[RECORD SET]

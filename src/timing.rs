use std::hint::black_box;
use std::time::{Duration, Instant};

use crate::error::Error;

pub const QUANTIZATION_REPETITIONS: u32 = 1000;
pub const SPATIAL_REDUCTION_REPETITIONS: u32 = 100;

/// Runs a transform a fixed number of times back to back and reports the
/// mean wall-clock time of a single call.
#[derive(Clone, Copy, Debug)]
pub struct TimingHarness {
    repetitions: u32,
}

impl TimingHarness {
    pub fn new(repetitions: u32) -> crate::Result<Self> {
        if repetitions == 0 {
            return Err(Error::InvalidRepetitionCount);
        }
        Ok(Self { repetitions })
    }

    pub fn repetitions(&self) -> u32 {
        self.repetitions
    }

    /// Every repetition performs the full transform; results are handed to
    /// `black_box` and dropped so the compiler cannot skip the work.
    pub fn measure<T, F>(&self, mut transform: F) -> crate::Result<Duration>
    where
        F: FnMut() -> crate::Result<T>,
    {
        let start = Instant::now();
        for _ in 0..self.repetitions {
            black_box(transform()?);
        }
        Ok(start.elapsed() / self.repetitions)
    }
}

#[derive(Clone, Copy, Debug, PartialEq)]
pub struct TimingResult<P> {
    pub parameter: P,
    pub mean_latency: Duration,
}

impl<P> TimingResult<P> {
    pub fn seconds(&self) -> f64 {
        self.mean_latency.as_secs_f64()
    }
}

/// Summary over several measurement rounds.
#[derive(Clone, Copy, Debug, PartialEq, Eq)]
pub struct TimingStatistics {
    pub min: Duration,
    pub max: Duration,
    pub mean: Duration,
    pub std_deviation_micros: u64,
}

impl TimingStatistics {
    pub fn from_rounds(durations: &[Duration]) -> Option<Self> {
        let min = *durations.iter().min()?;
        let max = *durations.iter().max()?;
        let mean = durations.iter().sum::<Duration>() / durations.len() as u32;
        Some(Self {
            min,
            max,
            mean,
            std_deviation_micros: calculate_std_deviation_in_micros(&mean, durations),
        })
    }
}

fn calculate_std_deviation_in_micros(mean: &Duration, measurements: &[Duration]) -> u64 {
    let mean_micros = mean.as_micros() as i128;
    let sum = measurements
        .iter()
        .map(|m| m.as_micros() as i128 - mean_micros)
        .map(|v| v.pow(2).unsigned_abs())
        .sum::<u128>();
    let variance = sum / measurements.len() as u128;
    (variance as f64).sqrt().round() as u64
}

[/RECORD SET]

--- TASK TO CARRY OUT ---
Both the first line of the data above and the line with "let sum = measurements" must be included; please return exactly those lines and the ones between them.

--- ANSWER FOR THE TASK ---
filename src/timing.rs
use std::hint::black_box;
use std::time::{Duration, Instant};

use crate::error::Error;

pub const QUANTIZATION_REPETITIONS: u32 = 1000;
pub const SPATIAL_REDUCTION_REPETITIONS: u32 = 100;

/// Runs a transform a fixed number of times back to back and reports the
/// mean wall-clock time of a single call.
#[derive(Clone, Copy, Debug)]
pub struct TimingHarness {
    repetitions: u32,
}

impl TimingHarness {
    pub fn new(repetitions: u32) -> crate::Result<Self> {
        if repetitions == 0 {
            return Err(Error::InvalidRepetitionCount);
        }
        Ok(Self { repetitions })
    }

    pub fn repetitions(&self) -> u32 {
        self.repetitions
    }

    /// Every repetition performs the full transform; results are handed to
    /// `black_box` and dropped so the compiler cannot skip the work.
    pub fn measure<T, F>(&self, mut transform: F) -> crate::Result<Duration>
    where
        F: FnMut() -> crate::Result<T>,
    {
        let start = Instant::now();
        for _ in 0..self.repetitions {
            black_box(transform()?);
        }
        Ok(start.elapsed() / self.repetitions)
    }
}

#[derive(Clone, Copy, Debug, PartialEq)]
pub struct TimingResult<P> {
    pub parameter: P,
    pub mean_latency: Duration,
}

impl<P> TimingResult<P> {
    pub fn seconds(&self) -> f64 {
        self.mean_latency.as_secs_f64()
    }
}

/// Summary over several measurement rounds.
#[derive(Clone, Copy, Debug, PartialEq, Eq)]
pub struct TimingStatistics {
    pub min: Duration,
    pub max: Duration,
    pub mean: Duration,
    pub std_deviation_micros: u64,
}

impl TimingStatistics {
    pub fn from_rounds(durations: &[Duration]) -> Option<Self> {
        let min = *durations.iter().min()?;
        let max = *durations.iter().max()?;
        let mean = durations.iter().sum::<Duration>() / durations.len() as u32;
        Some(Self {
            min,
            max,
            mean,
            std_deviation_micros: calculate_std_deviation_in_micros(&mean, durations),
        })
    }
}

fn calculate_std_deviation_in_micros(mean: &Duration, measurements: &[Duration]) -> u64 {
    let mean_micros = mean.as_micros() as i128;
    let sum = measurements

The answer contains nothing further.